Now, preheat the oven to 350. Put the bird in a baking dish breast side up, on a trivet if you have one, cause it keeps it up off the bottom of the hot baking dish. If not, no biggie. Place a cup or 2 of white wine in the bottom of the dish, so as to let it soak in the moisture of the wine and flavor it only a tiny bit, bake uncovered 1 hour or until thermometer reads *160, take it out, cover it with foil, to let rest and let the juices distribute in the bird. Let sit for 1/2 hour so it reaches the temp of 180 on the thermometer, making it safe. then slice and enjoy with your gravy.
*For gravy:
[saved innerds, put in saucepan with salt and pepper, cover completely with water, lid on, cook low about an hour until well reduced.]
In new saucepan, place 2 tablespoons of butter and 2 tablespoons flour and let melt and blend.
Add salt and pepper and stir, then slowly add in the liquid from the neck/heart/gizzard/liver etc of the innerds.
Just the juice, a cup only at most, and stir until it's thick. it won't thicken completely until it reaches a boil.
Roasted garlic mashed Potatoes:
Take a head of garlic, a big piece of foil, put a teaspoon of olive oil over it and salt and pepper, and bake in toaster oven or regular oven, completely wrapped up tight in the foil, @ 350 for 30 minutes. Let cool. *When recipe says add the roasted garlic, simply squeeze out the 3 largest cloves that roasted, into the potato mixture. They are so soft they'll fall into the potatoes with ease.

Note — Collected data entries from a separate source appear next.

//! Message Types
//!
//! `RawMessage` flows in from the transport.
//! `BroadcastEvent` flows out to subscribers and visualization clients.

use std::sync::Arc;

use serde::{Deserialize, Serialize};
use tremor_dsp::SpectralResult;

/// One payload as delivered by the transport
#[derive(Debug, Clone, PartialEq, Eq)]
pub struct RawMessage {
    sequence: u64,
    payload: Arc<[u8]>,
}

impl RawMessage {
    pub fn new(sequence: u64, payload: impl Into<Arc<[u8]>>) -> Self {
        Self {
            sequence,
            payload: payload.into(),
        }
    }

    /// Position in the ingestion stream
    pub fn sequence(&self) -> u64 {
        self.sequence
    }

    pub fn payload(&self) -> &[u8] {
        &self.payload
    }

    pub fn len(&self) -> usize {
        self.payload.len()
    }

    pub fn is_empty(&self) -> bool {
        self.payload.is_empty()
    }
}

/// Sensor axis
#[derive(Debug, Clone, Copy, PartialEq, Eq, Hash)]
pub enum Axis {
    X,
    Y,
    Z,
}

impl Axis {
    pub const ALL: [Axis; 3] = [Axis::X, Axis::Y, Axis::Z];

    /// Wire key of this axis' frequency array
    pub const fn freq_key(self) -> &'static str {
        match self {
            Axis::X => "x_freq",
            Axis::Y => "y_freq",
            Axis::Z => "z_freq",
        }
    }

    /// Wire key of this axis' magnitude array
    pub const fn fft_key(self) -> &'static str {
        match self {
            Axis::X => "x_fft",
            Axis::Y => "y_fft",
            Axis::Z => "z_fft",
        }
    }
}

/// Spectra of all three axes for one message
///
/// Field names are the wire format existing plotting clients consume:
/// `{ x_freq, x_fft, y_freq, y_fft, z_freq, z_fft }`. The pipeline builds
/// events through [`BroadcastEvent::from_results`], so no axis is empty.
#[derive(Debug, Clone, PartialEq, Serialize, Deserialize)]
pub struct BroadcastEvent {
    x_freq: Vec<f64>,
    x_fft: Vec<f64>,
    y_freq: Vec<f64>,
    y_fft: Vec<f64>,
    z_freq: Vec<f64>,
    z_fft: Vec<f64>,
}

impl BroadcastEvent {
    /// Channel event name clients subscribe to
    pub const EVENT_NAME: &'static str = "update_plot";

    /// Group three spectra; `None` unless every axis is non-empty
    pub fn from_results(x: SpectralResult, y: SpectralResult, z: SpectralResult) -> Option<Self> {
        if x.is_empty() || y.is_empty() || z.is_empty() {
            return None;
        }

        let (x_freq, x_fft) = x.into_parts();
        let (y_freq, y_fft) = y.into_parts();
        let (z_freq, z_fft) = z.into_parts();
        Some(Self {
            x_freq,
            x_fft,
            y_freq,
            y_fft,
            z_freq,
            z_fft,
        })
    }

    /// `(frequencies, magnitudes)` for one axis
    pub fn axis(&self, axis: Axis) -> (&[f64], &[f64]) {
        match axis {
            Axis::X => (&self.x_freq, &self.x_fft),
            Axis::Y => (&self.y_freq, &self.y_fft),
            Axis::Z => (&self.z_freq, &self.z_fft),
        }
    }

    /// Serialize to the JSON body sent with [`Self::EVENT_NAME`]
    pub fn to_json(&self) -> serde_json::Result<String> {
        serde_json::to_string(self)
    }
}
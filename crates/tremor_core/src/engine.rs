//! Ingest Engine
//!
//! Owns the thread that consumes the message stream. Transports push raw
//! payloads through an [`IngestHandle`]; the worker runs each one through
//! the [`Pipeline`] to completion before taking the next, so subscribers
//! see events in arrival order.
//!
//! ```text
//!  transport ──submit──▶ crossbeam (bounded) ──▶ tremor-ingest thread
//!  transport ──submit──┘                            │
//!                                                   ▼
//!                                          Pipeline::process
//! ```

use std::sync::atomic::{AtomicBool, Ordering};
use std::sync::Arc;
use std::thread::{self, JoinHandle};

use crossbeam_channel::{bounded, Receiver, Sender};
use parking_lot::Mutex;
use tracing::{info, warn};

use crate::broadcast::Broadcaster;
use crate::config::PipelineConfig;
use crate::error::{CoreError, CoreResult};
use crate::message::RawMessage;
use crate::pipeline::Pipeline;

/// Commands sent to the ingest thread
#[derive(Debug, Clone)]
pub enum Command {
    /// Process one message
    Ingest(RawMessage),

    /// Finish queued messages, then exit
    Shutdown,
}

/// Cloneable submission side of the engine
///
/// Sequence numbers are assigned under the same lock as the channel send,
/// so they match queue order even with several transports submitting.
#[derive(Clone)]
pub struct IngestHandle {
    command_sender: Sender<Command>,
    next_sequence: Arc<Mutex<u64>>,
    stopped: Arc<AtomicBool>,
}

impl IngestHandle {
    /// Queue a payload; returns the sequence number it was given
    ///
    /// Blocks while the queue is full.
    pub fn submit(&self, payload: impl Into<Arc<[u8]>>) -> CoreResult<u64> {
        let mut next_sequence = self.next_sequence.lock();
        if self.stopped.load(Ordering::SeqCst) {
            return Err(CoreError::EngineStopped);
        }

        let sequence = *next_sequence;
        self.command_sender
            .send(Command::Ingest(RawMessage::new(sequence, payload)))
            .map_err(|_| CoreError::ChannelSendError)?;
        *next_sequence += 1;
        Ok(sequence)
    }

    pub fn is_stopped(&self) -> bool {
        self.stopped.load(Ordering::SeqCst)
    }
}

/// Runs a [`Pipeline`] on a dedicated thread
pub struct IngestEngine {
    handle: IngestHandle,
    pipeline: Arc<Pipeline>,
    worker: Option<JoinHandle<()>>,
}

impl IngestEngine {
    /// Spawn the ingest thread
    pub fn start(pipeline: Arc<Pipeline>, queue_capacity: usize) -> CoreResult<Self> {
        let (command_sender, command_receiver) = bounded::<Command>(queue_capacity.max(1));

        let worker_pipeline = Arc::clone(&pipeline);
        let worker = thread::Builder::new()
            .name("tremor-ingest".into())
            .spawn(move || Self::worker_main(command_receiver, worker_pipeline))
            .map_err(|e| CoreError::SpawnError(e.to_string()))?;

        Ok(Self {
            handle: IngestHandle {
                command_sender,
                next_sequence: Arc::new(Mutex::new(0)),
                stopped: Arc::new(AtomicBool::new(false)),
            },
            pipeline,
            worker: Some(worker),
        })
    }

    /// Build the pipeline from `config` and start it
    pub fn from_config(
        config: &PipelineConfig,
        broadcaster: Arc<dyn Broadcaster>,
    ) -> CoreResult<Self> {
        let pipeline = Pipeline::from_config(config, broadcaster)?;
        Self::start(Arc::new(pipeline), config.ingest_queue_capacity)
    }

    /// Queue a payload for processing
    pub fn submit(&self, payload: impl Into<Arc<[u8]>>) -> CoreResult<u64> {
        self.handle.submit(payload)
    }

    /// A handle transports can hold on to
    pub fn handler(&self) -> IngestHandle {
        self.handle.clone()
    }

    pub fn pipeline(&self) -> &Pipeline {
        &self.pipeline
    }

    /// Process everything already queued, then stop the thread
    pub fn shutdown(mut self) {
        self.stop();
    }

    fn stop(&mut self) {
        let Some(worker) = self.worker.take() else {
            return;
        };

        {
            // Taking the sequence lock orders this against in-flight submits
            let _sequence = self.handle.next_sequence.lock();
            self.handle.stopped.store(true, Ordering::SeqCst);
            let _ = self.handle.command_sender.send(Command::Shutdown);
        }

        if worker.join().is_err() {
            warn!("Ingest thread panicked");
        }
    }

    /// Ingest thread main loop
    fn worker_main(command_receiver: Receiver<Command>, pipeline: Arc<Pipeline>) {
        info!("Ingest thread started");

        loop {
            match command_receiver.recv() {
                Ok(Command::Ingest(message)) => {
                    pipeline.process(message);
                }
                Ok(Command::Shutdown) => {
                    info!("Shutdown command received");
                    break;
                }
                Err(_) => {
                    warn!("Command channel disconnected");
                    break;
                }
            }
        }

        let stats = pipeline.stats();
        info!(
            "Ingest thread shutting down ({} received, {} emitted, {} discarded)",
            stats.received, stats.emitted, stats.discarded
        );
    }
}

impl Drop for IngestEngine {
    fn drop(&mut self) {
        self.stop();
    }
}
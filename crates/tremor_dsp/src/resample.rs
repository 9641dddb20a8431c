//! Frequency Grid Resampling
//!
//! Native FFT bins sit at `k * sample_rate / n`, which moves with every
//! payload length. Displays want a fixed grid instead, so each spectrum is
//! mapped onto `0, step, 2*step, ...` up to the Nyquist frequency with
//! piecewise-linear interpolation.

/// Slack applied when counting grid points so that `nyquist / step`
/// landing a hair under an integer does not drop the last point.
const GRID_EPSILON: f64 = 1e-9;

/// Largest grid a [`SpectrumConfig`](crate::SpectrumConfig) will accept
pub const MAX_GRID_POINTS: usize = 1 << 22;

/// Number of points on the uniform grid `0, step, ..., <= nyquist`
///
/// Computed as an integer count rather than by repeated addition so the
/// top of the grid is reproducible. A step wider than `nyquist` gives the
/// single point `0`. Huge ratios saturate at `usize::MAX`.
pub fn grid_len(nyquist: f64, step: f64) -> usize {
    // float -> int `as` saturates
    ((nyquist / step + GRID_EPSILON).floor() as usize).saturating_add(1)
}

/// Uniform frequency grid from 0 Hz up to and including `nyquist`
pub fn frequency_grid(nyquist: f64, step: f64) -> Vec<f64> {
    (0..grid_len(nyquist, step)).map(|k| k as f64 * step).collect()
}

/// Piecewise-linear interpolation of `(xp, fp)` at each of `targets`
///
/// - `xp` must be ascending and the same length as `fp`
/// - targets left of `xp[0]` take `fp[0]`, right of the last point take the
///   last value (clamped, never extrapolated)
/// - empty `xp` yields an empty result
///
/// Targets are expected in ascending order; a moving cursor keeps this
/// linear in `xp.len() + targets.len()`. Unordered targets are still
/// answered correctly, just by restarting the scan.
pub fn interpolate_clamped(xp: &[f64], fp: &[f64], targets: &[f64]) -> Vec<f64> {
    debug_assert_eq!(xp.len(), fp.len());
    let n = xp.len().min(fp.len());
    if n == 0 {
        return Vec::new();
    }

    let first = (xp[0], fp[0]);
    let last = (xp[n - 1], fp[n - 1]);
    let mut cursor = 0;

    targets
        .iter()
        .map(|&x| {
            if x <= first.0 {
                return first.1;
            }
            if x >= last.0 {
                return last.1;
            }

            if xp[cursor] > x {
                cursor = 0;
            }
            // Invariant after the loop: xp[cursor] <= x < xp[cursor + 1]
            while xp[cursor + 1] <= x {
                cursor += 1;
            }

            let (x0, x1) = (xp[cursor], xp[cursor + 1]);
            let (y0, y1) = (fp[cursor], fp[cursor + 1]);
            y0 + (y1 - y0) * (x - x0) / (x1 - x0)
        })
        .collect()
}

Garlic skins won't go in, the garlic falls out of the skins when squeezed.*
Scrub 6 medium sized potatoes [5 inchers] red, white, yukon gold, whatever kind you have
leave skins on
cut into chunks
in saucepan... put potatoes, cover with cold water, add 2 Tablespoons salt, boil them until fork tender.
Drain water, place hot potatoes back into saucepan, add 3 tablespoons butter, 4 tablespoons sour cream, 4 tablespoons milk, generous salt and generous pepper, 3 cloves of the roasted garlic head, 1/2 cup shredded mozzarella cheese, chopped up chives. Use an old fashioned potato masher, mash away and when all are incorporated together.
They're now ready for your gravy.


----------